Only the lines from the one containing "0xE4 => (Ebmovi, Shape::RegisterPair" through the one containing "0xE9 => (Eld, Shape::Extended" should be printed, exactly as they appear below, with both ends included.
________________
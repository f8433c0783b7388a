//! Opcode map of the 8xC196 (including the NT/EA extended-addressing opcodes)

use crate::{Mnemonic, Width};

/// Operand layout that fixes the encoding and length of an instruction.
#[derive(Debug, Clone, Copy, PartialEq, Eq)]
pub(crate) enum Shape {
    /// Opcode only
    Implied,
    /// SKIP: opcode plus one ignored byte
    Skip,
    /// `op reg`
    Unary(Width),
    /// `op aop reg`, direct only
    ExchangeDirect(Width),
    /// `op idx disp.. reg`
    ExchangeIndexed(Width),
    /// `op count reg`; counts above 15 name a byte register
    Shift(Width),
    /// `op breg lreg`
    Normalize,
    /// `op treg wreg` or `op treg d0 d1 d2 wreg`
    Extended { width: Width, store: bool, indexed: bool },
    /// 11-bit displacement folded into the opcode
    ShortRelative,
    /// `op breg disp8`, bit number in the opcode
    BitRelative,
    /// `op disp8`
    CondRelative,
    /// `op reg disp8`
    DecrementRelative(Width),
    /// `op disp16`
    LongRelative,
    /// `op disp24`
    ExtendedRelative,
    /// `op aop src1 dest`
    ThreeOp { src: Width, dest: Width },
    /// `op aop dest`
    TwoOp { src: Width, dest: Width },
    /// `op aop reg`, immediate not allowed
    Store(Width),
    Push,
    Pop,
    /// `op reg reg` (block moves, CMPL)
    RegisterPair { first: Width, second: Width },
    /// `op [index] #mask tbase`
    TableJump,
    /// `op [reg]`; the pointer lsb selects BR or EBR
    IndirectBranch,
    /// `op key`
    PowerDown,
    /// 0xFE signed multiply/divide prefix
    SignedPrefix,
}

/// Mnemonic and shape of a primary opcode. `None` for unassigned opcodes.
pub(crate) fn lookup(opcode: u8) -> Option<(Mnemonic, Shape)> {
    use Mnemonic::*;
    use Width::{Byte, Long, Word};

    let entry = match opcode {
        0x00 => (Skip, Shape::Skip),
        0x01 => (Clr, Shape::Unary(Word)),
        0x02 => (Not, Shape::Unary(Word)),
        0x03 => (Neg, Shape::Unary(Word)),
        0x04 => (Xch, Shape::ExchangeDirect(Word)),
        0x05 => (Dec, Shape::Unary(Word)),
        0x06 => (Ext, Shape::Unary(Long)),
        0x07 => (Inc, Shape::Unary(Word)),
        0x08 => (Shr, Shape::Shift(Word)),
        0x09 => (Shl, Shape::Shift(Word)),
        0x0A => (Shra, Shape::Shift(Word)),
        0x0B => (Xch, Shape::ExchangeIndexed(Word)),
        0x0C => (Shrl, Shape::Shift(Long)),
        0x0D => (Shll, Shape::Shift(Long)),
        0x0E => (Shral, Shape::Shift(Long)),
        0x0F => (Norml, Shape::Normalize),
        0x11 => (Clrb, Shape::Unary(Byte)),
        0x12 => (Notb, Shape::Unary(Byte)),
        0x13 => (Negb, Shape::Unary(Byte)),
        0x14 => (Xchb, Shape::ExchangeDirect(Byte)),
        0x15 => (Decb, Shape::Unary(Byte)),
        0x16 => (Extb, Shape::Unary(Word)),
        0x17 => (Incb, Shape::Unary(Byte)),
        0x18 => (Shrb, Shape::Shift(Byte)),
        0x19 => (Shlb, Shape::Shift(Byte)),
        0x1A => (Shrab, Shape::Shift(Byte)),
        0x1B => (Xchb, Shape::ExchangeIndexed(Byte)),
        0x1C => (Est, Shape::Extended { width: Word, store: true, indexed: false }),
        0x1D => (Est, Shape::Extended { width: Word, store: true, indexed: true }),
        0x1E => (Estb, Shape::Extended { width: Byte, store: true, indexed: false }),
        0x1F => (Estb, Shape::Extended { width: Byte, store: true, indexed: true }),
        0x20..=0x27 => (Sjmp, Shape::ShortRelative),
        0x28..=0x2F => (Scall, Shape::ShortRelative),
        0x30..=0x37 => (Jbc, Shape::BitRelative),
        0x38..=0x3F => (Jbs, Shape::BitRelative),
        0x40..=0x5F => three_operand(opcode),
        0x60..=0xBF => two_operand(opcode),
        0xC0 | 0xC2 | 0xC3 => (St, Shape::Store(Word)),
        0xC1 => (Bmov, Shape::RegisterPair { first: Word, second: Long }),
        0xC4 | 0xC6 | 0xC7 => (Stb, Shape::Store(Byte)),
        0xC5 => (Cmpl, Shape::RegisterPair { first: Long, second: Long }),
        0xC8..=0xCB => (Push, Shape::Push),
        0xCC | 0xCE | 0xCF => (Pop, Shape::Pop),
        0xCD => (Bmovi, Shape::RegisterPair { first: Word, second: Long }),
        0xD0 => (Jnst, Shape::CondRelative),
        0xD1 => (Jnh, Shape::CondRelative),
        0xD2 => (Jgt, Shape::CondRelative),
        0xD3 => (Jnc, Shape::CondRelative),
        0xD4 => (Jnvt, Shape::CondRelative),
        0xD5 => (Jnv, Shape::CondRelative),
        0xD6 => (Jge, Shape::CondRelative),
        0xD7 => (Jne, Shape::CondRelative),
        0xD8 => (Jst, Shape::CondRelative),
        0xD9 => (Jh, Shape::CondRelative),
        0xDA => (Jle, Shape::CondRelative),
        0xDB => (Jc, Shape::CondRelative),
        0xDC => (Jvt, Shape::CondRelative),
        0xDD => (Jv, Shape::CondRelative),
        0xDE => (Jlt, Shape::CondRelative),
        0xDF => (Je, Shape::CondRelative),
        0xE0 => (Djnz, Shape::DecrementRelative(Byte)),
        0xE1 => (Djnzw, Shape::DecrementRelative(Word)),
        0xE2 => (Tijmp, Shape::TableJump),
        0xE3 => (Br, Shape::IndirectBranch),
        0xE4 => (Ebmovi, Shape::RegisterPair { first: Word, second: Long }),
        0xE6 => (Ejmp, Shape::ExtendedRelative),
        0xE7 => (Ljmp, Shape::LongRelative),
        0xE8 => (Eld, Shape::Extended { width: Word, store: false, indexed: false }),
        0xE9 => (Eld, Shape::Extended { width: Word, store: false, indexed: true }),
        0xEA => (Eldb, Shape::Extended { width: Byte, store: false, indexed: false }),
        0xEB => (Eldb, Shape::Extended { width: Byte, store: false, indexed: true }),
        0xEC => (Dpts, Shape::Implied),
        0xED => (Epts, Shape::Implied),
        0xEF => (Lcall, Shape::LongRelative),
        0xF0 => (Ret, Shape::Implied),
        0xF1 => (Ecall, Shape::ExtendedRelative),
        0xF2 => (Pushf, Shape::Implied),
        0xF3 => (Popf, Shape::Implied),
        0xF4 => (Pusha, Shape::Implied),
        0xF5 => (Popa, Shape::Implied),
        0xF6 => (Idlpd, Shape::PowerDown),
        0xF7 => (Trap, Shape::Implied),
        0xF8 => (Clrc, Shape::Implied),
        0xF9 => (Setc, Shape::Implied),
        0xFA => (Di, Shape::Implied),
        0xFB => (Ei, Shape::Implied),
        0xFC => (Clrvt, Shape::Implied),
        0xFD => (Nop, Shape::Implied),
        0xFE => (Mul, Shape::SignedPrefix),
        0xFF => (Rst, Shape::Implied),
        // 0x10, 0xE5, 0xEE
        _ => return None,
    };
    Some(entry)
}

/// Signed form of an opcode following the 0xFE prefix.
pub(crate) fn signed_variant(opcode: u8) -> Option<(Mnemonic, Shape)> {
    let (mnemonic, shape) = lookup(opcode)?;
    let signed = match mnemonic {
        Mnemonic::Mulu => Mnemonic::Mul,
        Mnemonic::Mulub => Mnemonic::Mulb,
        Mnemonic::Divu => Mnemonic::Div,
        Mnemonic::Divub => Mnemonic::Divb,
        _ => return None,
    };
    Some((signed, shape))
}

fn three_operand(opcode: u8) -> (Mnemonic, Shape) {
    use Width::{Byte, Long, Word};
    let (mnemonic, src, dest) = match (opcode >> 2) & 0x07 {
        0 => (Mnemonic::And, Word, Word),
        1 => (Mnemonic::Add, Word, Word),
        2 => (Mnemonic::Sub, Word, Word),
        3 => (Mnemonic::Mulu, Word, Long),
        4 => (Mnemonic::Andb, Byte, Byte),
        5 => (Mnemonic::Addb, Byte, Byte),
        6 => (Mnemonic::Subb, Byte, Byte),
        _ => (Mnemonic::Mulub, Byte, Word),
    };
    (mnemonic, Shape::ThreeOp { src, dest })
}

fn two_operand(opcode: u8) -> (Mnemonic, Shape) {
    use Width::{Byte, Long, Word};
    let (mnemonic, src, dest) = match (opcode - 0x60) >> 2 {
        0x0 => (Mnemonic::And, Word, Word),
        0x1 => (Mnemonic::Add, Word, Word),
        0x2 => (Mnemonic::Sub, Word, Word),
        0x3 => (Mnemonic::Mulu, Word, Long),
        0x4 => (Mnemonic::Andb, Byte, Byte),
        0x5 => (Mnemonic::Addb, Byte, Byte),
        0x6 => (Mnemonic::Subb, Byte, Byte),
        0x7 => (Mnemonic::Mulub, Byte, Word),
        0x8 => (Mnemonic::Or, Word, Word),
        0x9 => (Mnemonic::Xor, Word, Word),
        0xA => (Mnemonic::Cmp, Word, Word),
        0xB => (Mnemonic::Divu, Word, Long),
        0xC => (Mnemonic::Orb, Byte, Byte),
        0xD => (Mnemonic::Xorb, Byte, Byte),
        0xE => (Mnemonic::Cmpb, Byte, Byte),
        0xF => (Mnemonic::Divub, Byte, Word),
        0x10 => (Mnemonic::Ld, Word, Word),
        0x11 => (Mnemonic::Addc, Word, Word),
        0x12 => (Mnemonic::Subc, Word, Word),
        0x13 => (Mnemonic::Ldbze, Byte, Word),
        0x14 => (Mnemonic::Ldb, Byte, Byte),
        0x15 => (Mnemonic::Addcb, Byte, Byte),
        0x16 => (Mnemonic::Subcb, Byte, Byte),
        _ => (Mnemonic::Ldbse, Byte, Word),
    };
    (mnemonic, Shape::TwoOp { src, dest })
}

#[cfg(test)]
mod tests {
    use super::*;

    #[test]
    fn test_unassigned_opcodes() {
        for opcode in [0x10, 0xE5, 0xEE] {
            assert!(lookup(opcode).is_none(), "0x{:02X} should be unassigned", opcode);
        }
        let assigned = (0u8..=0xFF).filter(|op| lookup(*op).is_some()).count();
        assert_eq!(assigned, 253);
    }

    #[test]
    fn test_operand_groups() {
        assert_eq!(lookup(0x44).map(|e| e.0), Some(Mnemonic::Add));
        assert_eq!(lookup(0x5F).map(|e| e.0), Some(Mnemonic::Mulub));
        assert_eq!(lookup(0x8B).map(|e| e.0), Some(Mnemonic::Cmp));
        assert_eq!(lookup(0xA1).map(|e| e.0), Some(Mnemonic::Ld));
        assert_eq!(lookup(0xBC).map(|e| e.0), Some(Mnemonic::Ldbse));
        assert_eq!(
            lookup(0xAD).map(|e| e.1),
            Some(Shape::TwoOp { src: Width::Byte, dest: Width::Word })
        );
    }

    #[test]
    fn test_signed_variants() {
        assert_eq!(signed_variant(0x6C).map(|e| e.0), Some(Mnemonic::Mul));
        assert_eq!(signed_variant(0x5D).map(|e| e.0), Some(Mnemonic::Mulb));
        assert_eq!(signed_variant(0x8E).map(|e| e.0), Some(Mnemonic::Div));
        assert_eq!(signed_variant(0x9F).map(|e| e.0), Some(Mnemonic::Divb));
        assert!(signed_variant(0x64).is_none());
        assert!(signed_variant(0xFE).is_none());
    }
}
________________
* Task output *
        0xE4 => (Ebmovi, Shape::RegisterPair { first: Word, second: Long }),
        0xE6 => (Ejmp, Shape::ExtendedRelative),
        0xE7 => (Ljmp, Shape::LongRelative),
        0xE8 => (Eld, Shape::Extended { width: Word, store: false, indexed: false }),
        0xE9 => (Eld, Shape::Extended { width: Word, store: false, indexed: true }),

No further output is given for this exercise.